After watching a performance of the PNBC ballet with his wife and daughter Carroll Ballard was inspired to adapt the Stowell-Sendak production as a feature film. Ballard had form as a maker of fine family films, e.g. The Black Stallion (1979), Never Cry Wolf (1983) and later Fly Away Home (1996), but Nutcracker: The Motion Picture drew criticism from ballet purists over his editing and failed to engage a mass audience. Which was perhaps inevitable given ballet films are traditionally a niche genre. Nonetheless Ballard's film is beautiful to behold. Sumptuous photography combined with Sendak's evocative designs conjures a charming and vivid storybook world though the film treads a fine line between candy-coloured whimsy and more nightmarish psychological fable reminiscent of the subversive fairytales of Angela Carter whose work reached the screen in The Company of Wolves (1984). Specifically the prepubescent heroine's simultaneous repulsion and erotic fascination with the creepy yet beguiling Herr Drosselmeier. Interestingly Ballard claimed he wanted to soften the latter away from a 'dirty old man' into a more sympathetic figure. Yet one can't help but squirm uncomfortably at each close-up when Drosselmeier leers longingly at Clara whose name was altered from the original Marie for some reason. It is implied throughout Drosselmeier aims to either seduce Clara - who, according to her own narration performed by Julie Harris, is both scared and excited – or else entrap her in a world of her own girlish fantasies as some sort of twisted 'punishment' for inflaming yet spurning his desires.
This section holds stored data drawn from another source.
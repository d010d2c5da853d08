//! Chinese word segmentation over a double-array trie dictionary, an HMM
//! fallback for unknown spans, and the five composite cut strategies, plus
//! TF×IDF keyword extraction.
//!
//! [`Jieba`] is the entry point most callers want; the `segment` module
//! exposes the individual strategies for callers who need one directly.

mod dag;
pub mod jieba;
pub mod keyword;
pub mod segment;

pub use jieba::Jieba;
pub use keyword::{Keyword, KeywordExtractor};
pub use segment::full::FullSegment;
pub use segment::hmm::HmmSegment;
pub use segment::mix::MixSegment;
pub use segment::mp::MpSegment;
pub use segment::query::QuerySegment;
pub use segment::Segmenter;
//! The five cut strategies, composed from the DAT/HMM primitives in
//! `jieba-core` (spec.md §4.5, §9's "small capability interface").

pub mod full;
pub mod hmm;
pub mod mix;
pub mod mp;
pub mod query;

use std::ops::Range;

use jieba_core::RuneString;

/// Common shape of every cut strategy: given a rune slice and a range into
/// it, produce the half-open word spans that partition that range.
/// `with_hmm` only changes behavior for [`mix::MixSegment`] and
/// [`query::QuerySegment`], which route single-character, non-user-dict
/// spans through the HMM when set; the other strategies ignore it.
pub trait Segmenter {
    fn cut(&self, runes: &RuneString, range: Range<usize>, with_hmm: bool) -> Vec<Range<usize>>;
}
//! Binary layout of the DAT cache file (spec.md §3, §6):
//!
//! ```text
//! offset 0:  CacheFileHeader (48 bytes)
//!            md5_hex  [32 bytes ASCII, lowercase hex]
//!            min_weight (f64 LE)
//!            elements_num (u32 LE)
//!            dat_size    (u32 LE)
//! offset 48: DatMemElem × elements_num (16 bytes each)
//!            weight (f64 LE) | tag[8] (NUL-padded ASCII)
//! next:      DAT units × dat_size (4 bytes each, Darts/yada layout)
//! ```

use byteorder::{ByteOrder, LittleEndian};

pub const HEADER_LEN: usize = 48;
pub const MD5_HEX_LEN: usize = 32;
pub const ELEM_LEN: usize = 16;
pub const TAG_LEN: usize = 8;
pub const DAT_UNIT_LEN: usize = 4;

/// 48-byte header at the start of every cache file. A multiple of 16 bytes
/// per spec.md §3.
#[derive(Debug, Clone, Copy, PartialEq)]
pub struct CacheFileHeader {
    pub md5_hex: [u8; MD5_HEX_LEN],
    pub min_weight: f64,
    pub elements_num: u32,
    pub dat_size: u32,
}

impl CacheFileHeader {
    pub fn serialize(&self) -> [u8; HEADER_LEN] {
        let mut buf = [0u8; HEADER_LEN];
        buf[0..MD5_HEX_LEN].copy_from_slice(&self.md5_hex);
        LittleEndian::write_f64(&mut buf[32..40], self.min_weight);
        LittleEndian::write_u32(&mut buf[40..44], self.elements_num);
        LittleEndian::write_u32(&mut buf[44..48], self.dat_size);
        buf
    }

    pub fn deserialize(buf: &[u8]) -> Option<CacheFileHeader> {
        if buf.len() < HEADER_LEN {
            return None;
        }
        let mut md5_hex = [0u8; MD5_HEX_LEN];
        md5_hex.copy_from_slice(&buf[0..MD5_HEX_LEN]);
        Some(CacheFileHeader {
            md5_hex,
            min_weight: LittleEndian::read_f64(&buf[32..40]),
            elements_num: LittleEndian::read_u32(&buf[40..44]),
            dat_size: LittleEndian::read_u32(&buf[44..48]),
        })
    }

    pub fn expected_file_len(&self) -> usize {
        HEADER_LEN + self.elements_num as usize * ELEM_LEN + self.dat_size as usize * DAT_UNIT_LEN
    }
}

/// Per-word metadata stored in the cache file's elements table. Exactly 16
/// bytes on disk: `weight: f64` followed by an 8-byte NUL-padded tag.
#[derive(Debug, Clone, Copy, PartialEq)]
pub struct DatMemElem {
    pub weight: f64,
    tag: [u8; TAG_LEN],
}

impl DatMemElem {
    pub fn new(weight: f64, tag: &str) -> DatMemElem {
        let mut buf = [0u8; TAG_LEN];
        let bytes = tag.as_bytes();
        let n = bytes.len().min(TAG_LEN - 1);
        buf[..n].copy_from_slice(&bytes[..n]);
        DatMemElem { weight, tag: buf }
    }

    pub fn tag(&self) -> &str {
        let end = self.tag.iter().position(|&b| b == 0).unwrap_or(TAG_LEN);
        std::str::from_utf8(&self.tag[..end]).unwrap_or("")
    }

    pub fn serialize(&self) -> [u8; ELEM_LEN] {
        let mut buf = [0u8; ELEM_LEN];
        LittleEndian::write_f64(&mut buf[0..8], self.weight);
        buf[8..16].copy_from_slice(&self.tag);
        buf
    }

    pub fn deserialize(buf: &[u8]) -> DatMemElem {
        let mut tag = [0u8; TAG_LEN];
        tag.copy_from_slice(&buf[8..16]);
        DatMemElem {
            weight: LittleEndian::read_f64(&buf[0..8]),
            tag,
        }
    }
}

#[cfg(test)]
mod tests {
    use super::*;

    #[test]
    fn header_round_trip() {
        let header = CacheFileHeader {
            md5_hex: [b'a'; MD5_HEX_LEN],
            min_weight: 3.0,
            elements_num: 7,
            dat_size: 42,
        };
        let buf = header.serialize();
        assert_eq!(buf.len(), HEADER_LEN);
        let back = CacheFileHeader::deserialize(&buf).unwrap();
        assert_eq!(header, back);
    }

    #[test]
    fn elem_round_trip_and_tag_truncation() {
        let elem = DatMemElem::new(-1.5, "nz");
        let buf = elem.serialize();
        assert_eq!(buf.len(), ELEM_LEN);
        let back = DatMemElem::deserialize(&buf);
        assert_eq!(back.weight, -1.5);
        assert_eq!(back.tag(), "nz");

        let long = DatMemElem::new(0.0, "12345678901");
        assert_eq!(long.tag().len(), TAG_LEN - 1);
    }
}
At heart The Nutcracker is a prepubescent girl's fantasy. Entranced by a world of grownup romance and impatient to come of age, Clara envisions herself in a dream realm where a handsome prince and powerful sorcerer duel for her affections. Fortunately for the more romantic sequences twelve-year old dancer Vanessa Sharp morphs into full-blown womanly ballerina Patricia Barker. Sendak's set designs expand the core concept of worlds within worlds. The entire film takes place on stage seemingly animated by Drosselmeier as a means to intrude on Clara's dream. Told you he was creepy. Yet the characters also repeatedly peer into doll's houses where toys come to life or delve into dream realms to interact with denizens of the next layer or reality. It goes without saying that the dancing is excellent throughout and Sendak's remarkable transforming sets yield some impressively surreal set-pieces (famed stop-motion animator Henry Selick directed second unit). If Ballard's film does not transcend its stage origins it does its job as a lasting record of one of the great American ballet productions.